Kurt n'attend personne en Amérique.

L'ancien vice-premier ministre Driton Selmanaj a déclaré que, pendant un an, le Mouvement Vetevendosje est au pouvoir, l'impression est que le pays n'a pas eu de gouvernement réel. C'est parce que, selon lui, bien que pour la première fois après les élections au Kosovo, un gouvernement qui seul a la majorité mais n'a presque rien fait. MP [...]
C'est parce que, selon lui, bien que pour la première fois après les élections au Kosovo, un gouvernement qui seul a la majorité mais n'a presque rien fait.
Le député LDK affirme que le gouvernement dirigé par Albin Kurti n'a aucune clarté en matière de développement économique, de politique étrangère et de dialogue.

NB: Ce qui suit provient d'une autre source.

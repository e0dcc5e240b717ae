//! Resilience Test Utilities
//!
//! Shared helpers for the process-support integration tests.
//!
//! ## Test Philosophy
//!
//! - **Safety under faults**: a failed spawn leaves no context, address
//!   space or thread behind
//! - **Deterministic failures**: all faults are reproducible via `FaultPlan`
//! - **Destroy exactly once**: every loaded context is destroyed once and
//!   only once, whichever path releases it

use core_types::Pid;
use sim_kernel::test_utils::two_segment_program;
use sim_kernel::SimulatedKernel;

/// Path of the default program in [`test_bootstrap`]
pub const INIT_PATH: &str = "/c/init.exe";

/// Bootstrap helper for tests
///
/// Creates a kernel with a two-segment program at [`INIT_PATH`].
pub fn test_bootstrap() -> SimulatedKernel {
    let mut kernel = SimulatedKernel::new();
    kernel.add_program(INIT_PATH, two_segment_program());
    kernel
}

/// Spawns `count` copies of the default program
pub fn spawn_many(kernel: &mut SimulatedKernel, count: usize) -> Vec<Pid> {
    (0..count)
        .map(|i| {
            kernel
                .spawn(INIT_PATH, &format!("init {}", i))
                .expect("Failed to spawn init")
        })
        .collect()
}

/// Checks that nothing loaded is left over once every thread is gone
pub fn assert_no_leaks(kernel: &SimulatedKernel) {
    assert_eq!(kernel.live_contexts(), 0, "process contexts leaked");
    assert_eq!(kernel.live_address_spaces(), 0, "address spaces leaked");
    assert_eq!(kernel.pages_in_use(), 0, "pages leaked");
}
//! Simulated interrupt controller and MMU
//!
//! Both record every operation so tests can count address-space switches
//! and check that interrupts were masked at the right moments.

use core_types::AddressSpaceId;
use hal::{InterruptHal, MmuHal};

/// Interrupt flag of the simulated CPU
#[derive(Debug, Clone)]
pub struct SimInterrupts {
    enabled: bool,
    disables: usize,
    enables: usize,
}

impl SimInterrupts {
    /// Interrupts start enabled, as on a running kernel
    pub fn new() -> Self {
        Self {
            enabled: true,
            disables: 0,
            enables: 0,
        }
    }

    /// Times interrupts were switched off
    pub fn disable_count(&self) -> usize {
        self.disables
    }

    pub fn enable_count(&self) -> usize {
        self.enables
    }
}

impl Default for SimInterrupts {
    fn default() -> Self {
        Self::new()
    }
}

impl InterruptHal for SimInterrupts {
    fn enable_interrupts(&mut self) {
        self.enables += 1;
        self.enabled = true;
    }

    fn disable_interrupts(&mut self) {
        self.disables += 1;
        self.enabled = false;
    }

    fn interrupts_enabled(&self) -> bool {
        self.enabled
    }
}

/// Operation performed on the simulated MMU
#[derive(Debug, Clone, Copy, PartialEq, Eq)]
pub enum MmuOp {
    SwitchAddressSpace(AddressSpaceId),
    SetKernelStackPointer(u64),
}

/// Page-table root and task-state kernel stack pointer of the simulated CPU
#[derive(Debug, Clone, Default)]
pub struct SimMmu {
    active_space: Option<AddressSpaceId>,
    kernel_stack_pointer: Option<u64>,
    history: Vec<MmuOp>,
}

impl SimMmu {
    pub fn new() -> Self {
        Self::default()
    }

    /// Address space currently loaded
    pub fn active_space(&self) -> Option<AddressSpaceId> {
        self.active_space
    }

    /// Stack pointer loaded on the next trap from user mode
    pub fn kernel_stack_pointer(&self) -> Option<u64> {
        self.kernel_stack_pointer
    }

    /// Number of page-table root reloads
    pub fn switch_count(&self) -> usize {
        self.history
            .iter()
            .filter(|op| matches!(op, MmuOp::SwitchAddressSpace(_)))
            .count()
    }

    pub fn history(&self) -> &[MmuOp] {
        &self.history
    }
}

impl MmuHal for SimMmu {
    fn switch_address_space(&mut self, space: AddressSpaceId) {
        self.active_space = Some(space);
        self.history.push(MmuOp::SwitchAddressSpace(space));
    }

    fn set_kernel_stack_pointer(&mut self, address: u64) {
        self.kernel_stack_pointer = Some(address);
        self.history.push(MmuOp::SetKernelStackPointer(address));
    }
}
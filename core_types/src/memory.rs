//! # Memory Types
//!
//! Address-space identity and permission flags.
//!
//! Page size and alignment helpers live here too, since both the loader and
//! the scheduler's stack allocator need the same notion of a page.

use crate::uuid_tools::new_uuid;
use serde::{Deserialize, Serialize};
use std::fmt;
use uuid::Uuid;

/// Size of one page in bytes
pub const PAGE_SIZE: u64 = 4096;

/// First address above user space
pub const USER_SPACE_END: u64 = 0x8000_0000;

/// Rounds `addr` down to the start of its page
pub fn page_align_down(addr: u64) -> u64 {
    addr & !(PAGE_SIZE - 1)
}

/// Rounds `addr` up to the next page boundary, or `None` on overflow
pub fn page_align_up(addr: u64) -> Option<u64> {
    addr.checked_add(PAGE_SIZE - 1).map(page_align_down)
}

/// Unique identifier for an address space
///
/// Each process context owns exactly one address space.
#[derive(Debug, Clone, Copy, PartialEq, Eq, Hash, Serialize, Deserialize)]
pub struct AddressSpaceId(Uuid);

impl AddressSpaceId {
    /// Creates a new unique address space ID
    pub fn new() -> Self {
        Self(new_uuid())
    }

    /// Returns the inner UUID value
    pub fn as_uuid(&self) -> Uuid {
        self.0
    }
}

impl Default for AddressSpaceId {
    fn default() -> Self {
        Self::new()
    }
}

impl fmt::Display for AddressSpaceId {
    fn fmt(&self, f: &mut fmt::Formatter<'_>) -> fmt::Result {
        write!(f, "aspace:{}", self.0)
    }
}

/// Memory permission flags
///
/// By default, no permissions are granted.
#[derive(Debug, Clone, Copy, PartialEq, Eq, Hash, Default, Serialize, Deserialize)]
pub struct MemoryPerms {
    pub read: bool,
    pub write: bool,
    pub execute: bool,
}

impl MemoryPerms {
    /// No permissions
    pub fn none() -> Self {
        Self::default()
    }

    /// Read and write permissions
    pub fn read_write() -> Self {
        Self {
            read: true,
            write: true,
            execute: false,
        }
    }

    /// Read and execute permissions (typical for code)
    pub fn read_execute() -> Self {
        Self {
            read: true,
            write: false,
            execute: true,
        }
    }

    /// All permissions (use sparingly)
    pub fn all() -> Self {
        Self {
            read: true,
            write: true,
            execute: true,
        }
    }

    /// Check if this has read permission
    pub fn can_read(&self) -> bool {
        self.read
    }

    /// Check if this has write permission
    pub fn can_write(&self) -> bool {
        self.write
    }

    /// Check if this has execute permission
    pub fn can_execute(&self) -> bool {
        self.execute
    }

    /// Check if this has no permissions
    pub fn is_none(&self) -> bool {
        !self.read && !self.write && !self.execute
    }
}

impl fmt::Display for MemoryPerms {
    fn fmt(&self, f: &mut fmt::Formatter<'_>) -> fmt::Result {
        write!(
            f,
            "{}{}{}",
            if self.read { "R" } else { "-" },
            if self.write { "W" } else { "-" },
            if self.execute { "X" } else { "-" }
        )
    }
}
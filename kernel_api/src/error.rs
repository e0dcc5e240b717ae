//! Collaborator error types

use serde::{Deserialize, Serialize};
use thiserror::Error;

/// Errors from the file-read path
///
/// `NotFound` is kept apart from every other I/O failure so that callers
/// can tell a bad path from a bad disk.
#[derive(Debug, Error, Clone, PartialEq, Eq, Serialize, Deserialize)]
pub enum FsError {
    /// No file at this path
    #[error("File not found: {0}")]
    NotFound(String),

    /// Any other read failure
    #[error("I/O error: {0}")]
    Io(String),
}

/// Errors from building a process context out of a parsed image
#[derive(Debug, Error, Clone, PartialEq, Eq, Serialize, Deserialize)]
pub enum LoadError {
    /// Frames, page tables or stack could not be allocated
    #[error("Out of memory while loading user program")]
    OutOfMemory,

    /// A segment would be mapped outside the user portion of the address space
    #[error("Segment {index} at {start:#x} (+{size:#x}) lies outside user space")]
    SegmentOutOfRange { index: usize, start: u64, size: u64 },

    /// Two segments claim the same pages
    #[error("Segments {first} and {second} overlap")]
    OverlappingSegments { first: usize, second: usize },

    /// The command line does not fit in the argument block
    #[error("Command line too long: {len} bytes (max {max})")]
    ArgumentsTooLarge { len: usize, max: usize },
}
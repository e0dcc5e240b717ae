//! Process contexts and the kernel threads that carry them

use core_types::{AddressSpaceId, ContextId, Pid, ThreadId};
use hal::{InterruptGuard, InterruptHal};

/// A fully loaded user address space plus the process metadata that goes
/// with it
///
/// Contexts are deliberately not `Clone`: exactly one kernel thread may hold
/// a context, and `ref_count` is either 0 (freshly loaded, or on its way to
/// destruction) or 1 (attached).
#[derive(Debug)]
pub struct ProcessContext {
    id: ContextId,
    address_space: AddressSpaceId,
    entry_address: u64,
    stack_pointer: u64,
    argument_block: u64,
    command_line: String,
    ref_count: u32,
}

impl ProcessContext {
    /// Creates an unattached context
    ///
    /// Called by the loader once the address space is populated and the
    /// stack and argument block are in place.
    pub fn new(
        address_space: AddressSpaceId,
        entry_address: u64,
        stack_pointer: u64,
        argument_block: u64,
        command_line: String,
    ) -> Self {
        Self {
            id: ContextId::new(),
            address_space,
            entry_address,
            stack_pointer,
            argument_block,
            command_line,
            ref_count: 0,
        }
    }

    pub fn id(&self) -> ContextId {
        self.id
    }

    pub fn address_space(&self) -> AddressSpaceId {
        self.address_space
    }

    pub fn entry_address(&self) -> u64 {
        self.entry_address
    }

    /// Initial user stack pointer
    pub fn stack_pointer(&self) -> u64 {
        self.stack_pointer
    }

    /// User address of the argument block holding the command line
    pub fn argument_block(&self) -> u64 {
        self.argument_block
    }

    pub fn command_line(&self) -> &str {
        &self.command_line
    }

    pub fn ref_count(&self) -> u32 {
        self.ref_count
    }

    /// Takes the single reference
    ///
    /// # Panics
    ///
    /// If the context is already held. Sharing a context between threads is
    /// unsupported, so this is a caller bug rather than a recoverable error.
    pub fn acquire<I: InterruptHal + ?Sized>(&mut self, _guard: &InterruptGuard<'_, I>) -> u32 {
        assert_eq!(
            self.ref_count, 0,
            "user context {} is already attached to a thread",
            self.id
        );
        self.ref_count += 1;
        self.ref_count
    }

    /// Drops the reference and returns the remaining count
    ///
    /// # Panics
    ///
    /// If the context holds no reference.
    pub fn release<I: InterruptHal + ?Sized>(&mut self, _guard: &InterruptGuard<'_, I>) -> u32 {
        assert!(
            self.ref_count > 0,
            "user context {} released without being attached",
            self.id
        );
        self.ref_count -= 1;
        self.ref_count
    }
}

/// Kernel stack of a thread
#[derive(Debug, Clone, Copy, PartialEq, Eq)]
pub struct KernelStack {
    pub base: u64,
    pub size: u64,
}

impl KernelStack {
    pub fn new(base: u64, size: u64) -> Self {
        Self { base, size }
    }

    /// Initial stack pointer: the stack grows down from the end of the
    /// allocation
    pub fn top(&self) -> u64 {
        self.base + self.size
    }
}

/// A schedulable kernel thread
///
/// A thread with no user context is a kernel-mode thread and runs in
/// whatever address space happens to be loaded.
#[derive(Debug)]
pub struct KernelThread {
    id: ThreadId,
    pid: Pid,
    kernel_stack: KernelStack,
    is_kernel_thread: bool,
    user_context: Option<ProcessContext>,
}

impl KernelThread {
    pub fn new(pid: Pid, kernel_stack: KernelStack, is_kernel_thread: bool) -> Self {
        Self {
            id: ThreadId::new(),
            pid,
            kernel_stack,
            is_kernel_thread,
            user_context: None,
        }
    }

    pub fn id(&self) -> ThreadId {
        self.id
    }

    pub fn pid(&self) -> Pid {
        self.pid
    }

    pub fn kernel_stack(&self) -> KernelStack {
        self.kernel_stack
    }

    pub fn is_kernel_thread(&self) -> bool {
        self.is_kernel_thread
    }

    pub fn user_context(&self) -> Option<&ProcessContext> {
        self.user_context.as_ref()
    }

    /// Stores a context in the thread, returning whatever was there
    ///
    /// Requires a critical section so the store and the refcount update that
    /// goes with it are seen together.
    pub fn set_user_context<I: InterruptHal + ?Sized>(
        &mut self,
        context: ProcessContext,
        _guard: &InterruptGuard<'_, I>,
    ) -> Option<ProcessContext> {
        self.user_context.replace(context)
    }

    /// Removes and returns the thread's context
    pub fn take_user_context(&mut self) -> Option<ProcessContext> {
        self.user_context.take()
    }
}

#[cfg(test)]
mod tests {
    use super::*;

    struct Flag(bool);

    impl InterruptHal for Flag {
        fn enable_interrupts(&mut self) {
            self.0 = true;
        }

        fn disable_interrupts(&mut self) {
            self.0 = false;
        }

        fn interrupts_enabled(&self) -> bool {
            self.0
        }
    }

    fn context() -> ProcessContext {
        ProcessContext::new(AddressSpaceId::new(), 0x1000, 0x7fff_f000, 0x7fff_e000, "a".into())
    }

    #[test]
    fn test_acquire_release_cycle() {
        let mut irq = Flag(true);
        let mut ctx = context();
        let guard = InterruptGuard::new(&mut irq);
        assert_eq!(ctx.acquire(&guard), 1);
        assert_eq!(ctx.release(&guard), 0);
    }

    #[test]
    #[should_panic(expected = "already attached")]
    fn test_double_acquire_panics() {
        let mut irq = Flag(true);
        let mut ctx = context();
        let guard = InterruptGuard::new(&mut irq);
        ctx.acquire(&guard);
        ctx.acquire(&guard);
    }

    #[test]
    #[should_panic(expected = "without being attached")]
    fn test_release_unattached_panics() {
        let mut irq = Flag(true);
        let mut ctx = context();
        let guard = InterruptGuard::new(&mut irq);
        ctx.release(&guard);
    }

    #[test]
    fn test_kernel_stack_top() {
        let stack = KernelStack::new(0xc000_0000, 4096);
        assert_eq!(stack.top(), 0xc000_1000);
    }

    #[test]
    fn test_thread_context_slot() {
        let mut irq = Flag(true);
        let mut thread = KernelThread::new(Pid::new(3), KernelStack::new(0, 4096), false);
        assert!(thread.user_context().is_none());

        let ctx = context();
        let id = ctx.id();
        {
            let guard = InterruptGuard::new(&mut irq);
            assert!(thread.set_user_context(ctx, &guard).is_none());
        }
        assert_eq!(thread.user_context().map(|c| c.id()), Some(id));
        assert_eq!(thread.take_user_context().map(|c| c.id()), Some(id));
        assert!(thread.user_context().is_none());
    }
}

Pour la première fois dans l'histoire du Kosovo, nous avons eu le résultat d'élections qui ont produit un gouvernement puissant. Cela a dû être traduit très facilement pour le gouvernement, pour accomplir le travail, pour prendre des décisions pour exécuter leur programme directeur. Malheureusement, pendant une année de gouvernance pour donner l'impression que le Kosovo n'a pas eu un gouvernement littéral, plutôt une sorte de gouvernement, parce qu'il n'y a pas de clarté ni de développement économique, ni de mesures à prendre, ni de leur vision de l'économie politique étrangère et du dialogue”, a déclaré Selmanaj.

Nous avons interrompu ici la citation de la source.